[Records excerpted from a collection]
● ● ● ● ● ● ●
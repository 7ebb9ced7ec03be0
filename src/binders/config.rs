//! Configuration card

use crate::binders::{require_regions, write_text, BindError};
use crate::models::Configuration;
use crate::surface::{regions, Surface};

pub const NAME: &str = "configuration";

const REGIONS: [&str; 3] = [
    regions::CONFIG_INTERVALO,
    regions::CONFIG_RANGO,
    regions::CONFIG_UMBRAL,
];

pub fn render<S: Surface + ?Sized>(surface: &mut S, config: &Configuration) -> Result<(), BindError> {
    require_regions(surface, NAME, &REGIONS)?;

    write_text(surface, regions::CONFIG_INTERVALO, &config.sample_interval_seconds.to_string());
    write_text(surface, regions::CONFIG_RANGO, &config.display_window_hours.to_string());
    write_text(surface, regions::CONFIG_UMBRAL, &config.critical_threshold.to_string());

    Ok(())
}

#[cfg(test)]
mod tests {
    use super::*;
    use crate::surface::{Document, Element};

    #[test]
    fn writes_plain_integers() {
        let mut doc = Document::dashboard("Monitor");
        let config = Configuration {
            sample_interval_seconds: 60,
            display_window_hours: 24,
            critical_threshold: 100,
        };

        render(&mut doc, &config).unwrap();

        let text = |id: &str| doc.region(id).map(|r| r.text());
        assert_eq!(text(regions::CONFIG_INTERVALO).as_deref(), Some("60"));
        assert_eq!(text(regions::CONFIG_RANGO).as_deref(), Some("24"));
        assert_eq!(text(regions::CONFIG_UMBRAL).as_deref(), Some("100"));
    }

    #[test]
    fn second_render_replaces_first() {
        let mut doc = Document::dashboard("Monitor");
        let first = Configuration {
            sample_interval_seconds: 60,
            display_window_hours: 24,
            critical_threshold: 100,
        };
        let second = Configuration {
            sample_interval_seconds: 30,
            display_window_hours: 12,
            critical_threshold: 150,
        };

        render(&mut doc, &first).unwrap();
        render(&mut doc, &second).unwrap();

        for (id, expected) in [
            (regions::CONFIG_INTERVALO, "30"),
            (regions::CONFIG_RANGO, "12"),
            (regions::CONFIG_UMBRAL, "150"),
        ] {
            let region = doc.region(id).unwrap();
            assert_eq!(region.children().len(), 1, "region {}", id);
            assert_eq!(region.text(), expected);
        }
    }

    #[test]
    fn missing_threshold_region_aborts() {
        let mut doc = Document::from_root(
            Element::new("div")
                .with_child(Element::new("span").with_id(regions::CONFIG_INTERVALO))
                .with_child(Element::new("span").with_id(regions::CONFIG_RANGO)),
        );
        let config = Configuration {
            sample_interval_seconds: 60,
            display_window_hours: 24,
            critical_threshold: 100,
        };

        let err = render(&mut doc, &config).unwrap_err();

        assert_eq!(
            err,
            BindError::MissingRegion {
                binder: NAME,
                region: regions::CONFIG_UMBRAL,
            }
        );
        assert!(!doc.to_html().contains("60"));
        assert!(!doc.to_html().contains("24"));
    }
}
● ● ● ● ● ● ●
EXERCISE REQUIREMENTS: Using the records above, pull out each line where the word "contains" occurs.

SOLUTION TO THIS PROBLEM:
        assert!(!doc.to_html().contains("60"));
        assert!(!doc.to_html().contains("24"));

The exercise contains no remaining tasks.